Nasiruddin Ath-Thusi. Filsafat Moral

Table of Contents
Filsafat Moral Nasiruddin Ath-Thusi
Nasiruddin Ath-Thusi

Pemikiran Filsafat

Dalam pandangan Bakhtiar Hisain, Nasiruddin Ath-Thusi lebih pantas disebut sebagai sarjana mahir dari pada seorang ahli pikir kreatif (filsuf, pen.), dan kedudukannya terutama sebagai seorang penganjur gerakan kebangkitan kembali, sementara karya-karyanya kebanyakan bersifat eklektis (bersifat memilih dari berbagai sumber). Akan tetapi, meskipun seorang penganjur gerakan kembali dan seorang eklektis, ia tetap memiliki keaslian. Minatnya yang banyak dan berjenis-jenis mencakup filsafat, matematika, astronomi, fisika, ilmu pengobatan, mineralogi, musik, sejarah, kesusastraan, dan dogmatik.

Filsafat Moral

Filsafat ini ditangkap dari ringkasan Nasiruddin Ath-Thusi terhadap karya Miskawaih (Tahzib al-Akhlaq) yang memasukkan unsur moral (etika) dalam kitabnya Akhlaq-I Nasiri. Dengan mengikuti pendapat Ibnu Miskawaih, Nasiruddin Ath-Thusi menganggap bahwa kebahagiaan utama (sa’adat-i quswa) adalah tujuan moral utama yang ditentukan oleh tempat dan kedudukan manusia dalam evolusi kosmik dan diwujudkan melalui kesediaannya untuk berdisiplin dan patuh.
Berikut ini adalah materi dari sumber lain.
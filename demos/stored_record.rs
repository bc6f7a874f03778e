use faktor::core::*;
use rust_decimal_macros::dec;

fn main() -> Result<(), FaktorError> {
    let invoice = InvoiceBuilder::new("INV-1403-007", "1403/08/01")
        .customer(CustomerBuilder::new("Maryam Karimi").build())
        .add_service(ServiceBuilder::new(1, "Logo design", dec!(1), dec!(3500000)).build())
        .payment_info(PaymentInfoBuilder::new("6104331234567890", "Maryam Karimi").build())
        .tax(dec!(9))
        .build()?;

    // The store assigns the id on first save
    let record = InvoiceRecord::seal("66a0f3b2c9e1", invoice)?;
    let json = record.to_json_pretty()?;
    println!("{json}");

    // Editing goes through a working copy and a fresh seal
    let loaded = InvoiceRecord::from_json(&json)?;
    let mut copy = loaded.to_working_copy();
    let mut ids = ServiceIdSource::after(&copy.services);
    copy.add_service(&mut ids, "Brand guide", dec!(1), dec!(1500000))?;
    let updated = InvoiceRecord::seal(loaded.id(), copy)?;

    println!(
        "\n{}: {} -> {} Toman",
        updated.number(),
        loaded.totals().total,
        updated.totals().total
    );
    Ok(())
}
//! Payment and contact identifier validators.
//!
//! Every validator is a total function: malformed input yields `false`,
//! never a panic or an error. Persian and Arabic-Indic digits are accepted
//! wherever ASCII digits are.
//!
//! # Example
//!
//! ```
//! use faktor::identifiers::*;
//!
//! assert!(is_valid_iranian_card("6037-9912-3456-7893"));
//! assert!(is_valid_iranian_iban("IR06 2960 0000 0010 0324 2000 01"));
//! assert!(is_valid_iranian_phone("۰۹۱۲۳۴۵۶۷۸۹"));
//! assert!(is_valid_email("sara@example.ir"));
//! ```

mod card;
mod digits;
mod email;
mod iban;
mod phone;

pub use card::{
    CARD_LENGTH, format_card_number, is_valid_iranian_card, luhn_check_digit, luhn_valid,
    mask_card_number,
};
pub use digits::{ascii_digits, normalize_digits};
pub use email::is_valid_email;
pub use iban::{
    IBAN_LENGTH, format_iban, iban_bank_code, is_iranian_iban_shape, is_valid_iranian_iban,
    normalize_iban,
};
pub use phone::{PHONE_LENGTH, is_valid_iranian_phone, normalize_phone};
//! Invoice model, totals calculation, validation, and lifecycle.
//!
//! The validator and calculator are pure functions over an [`Invoice`]
//! value; the form's working copy is owned by the caller and passed in.

mod builder;
mod calculation;
mod config;
mod error;
mod numbering;
mod record;
mod stats;
mod types;
mod validation;

pub use builder::*;
pub use calculation::*;
pub use config::*;
pub use error::*;
pub use numbering::*;
pub use record::*;
pub use stats::*;
pub use types::*;
pub use validation::*;
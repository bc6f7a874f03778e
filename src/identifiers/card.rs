use super::digits::ascii_digits;

/// Length of an Iranian (Shetab) payment card number.
pub const CARD_LENGTH: usize = 16;

/// Check whether `card` is a valid 16-digit Iranian card number.
///
/// Separators and any other non-digit characters are ignored; the remaining
/// digits must number exactly 16 and pass the Luhn checksum.
pub fn is_valid_iranian_card(card: &str) -> bool {
    let digits = ascii_digits(card);
    digits.len() == CARD_LENGTH && luhn_valid(&digits)
}

/// Luhn checksum over a string of ASCII digits.
///
/// Returns `false` for empty input or any non-digit character.
pub fn luhn_valid(digits: &str) -> bool {
    if digits.is_empty() {
        return false;
    }
    luhn_sum(digits, false).is_some_and(|sum| sum % 10 == 0)
}

/// Compute the check digit that makes `partial` followed by it Luhn-valid.
///
/// Returns `None` if `partial` is empty or contains non-digits.
pub fn luhn_check_digit(partial: &str) -> Option<u8> {
    if partial.is_empty() {
        return None;
    }
    // The check digit sits at position 0 from the right, so every digit of
    // `partial` shifts one place and the rightmost one is doubled.
    let sum = luhn_sum(partial, true)?;
    Some(((10 - sum % 10) % 10) as u8)
}

fn luhn_sum(digits: &str, double_first: bool) -> Option<u32> {
    let mut sum = 0;
    for (i, c) in digits.chars().rev().enumerate() {
        let mut d = c.to_digit(10)?;
        if (i % 2 == 1) != double_first {
            d *= 2;
            if d > 9 {
                d -= 9;
            }
        }
        sum += d;
    }
    Some(sum)
}

/// Format a card number in groups of four joined by hyphens
/// (`6037-9912-3456-7893`).
///
/// Trailing digits beyond a multiple of four form a shorter last group.
pub fn format_card_number(card: &str) -> String {
    group_digits(&ascii_digits(card), '-')
}

/// Mask a card number for display, keeping the BIN (first six digits) and
/// the last four: `6037-99**-****-7893`.
///
/// Inputs with fewer than ten digits are masked entirely.
pub fn mask_card_number(card: &str) -> String {
    let digits = ascii_digits(card);
    let len = digits.len();
    let masked: String = digits
        .chars()
        .enumerate()
        .map(|(i, c)| {
            if len >= 10 && (i < 6 || i >= len - 4) {
                c
            } else {
                '*'
            }
        })
        .collect();
    group_digits(&masked, '-')
}

pub(crate) fn group_digits(value: &str, separator: char) -> String {
    let mut out = String::with_capacity(value.len() + value.len() / 4);
    for (i, c) in value.chars().enumerate() {
        if i > 0 && i % 4 == 0 {
            out.push(separator);
        }
        out.push(c);
    }
    out
}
Konsep kebahagiaan utama pada hakikatnya berbeda dengan gagasan Aristoteles mengenai kebahagiaan yang hampa akan unsur-unsur angkasa dan tidak menunjuk pada kedudukan kosmik manusia. Kebaikan Plato menyangkut kebijaksanaan, keberanian, kesederhanaan, dan keadilan (yang berasal dari trinitas jiwa yakni akal, kemarahan, dan hasrat) dan keterbedaan mereka menjadi tujuh, sebelas, dua belas, dan sembilan belas spesies, yang diberikan oleh Ibnu Miskawaih, tampak menonjol sekali dalam etika Nasiruddin Ath-Thusi; perbedaannya hanyalah bahwa dia mengurangi sembilan belas spesies menjadi dua belas. Akan tetapi, dengan mengikuti pembedaan yang dibuat oleh Aristoteles pada jiwa akal teoretis, akal praktis, kemarahan dan hasrat, dan tidak seperti Ibnu Miskawaih, Nasiruddin Ath-Thusi mengambil kesimpulan yang adil dari kebudayaan akal praktis, tanpa menyangkal pandangan Plato mengenai fungsi yang tepat dan selaras dari tiga kekuatan jiwa itu. Tidak seperti Aristoteles, tetapi seperti Ibnu Miskawaih, ia menempatkan kebajikan (tafadhdahu) di atas keadilan, dan cinta (mahabbah) sebagai sumber alam kesatuan, di atas kebajikan.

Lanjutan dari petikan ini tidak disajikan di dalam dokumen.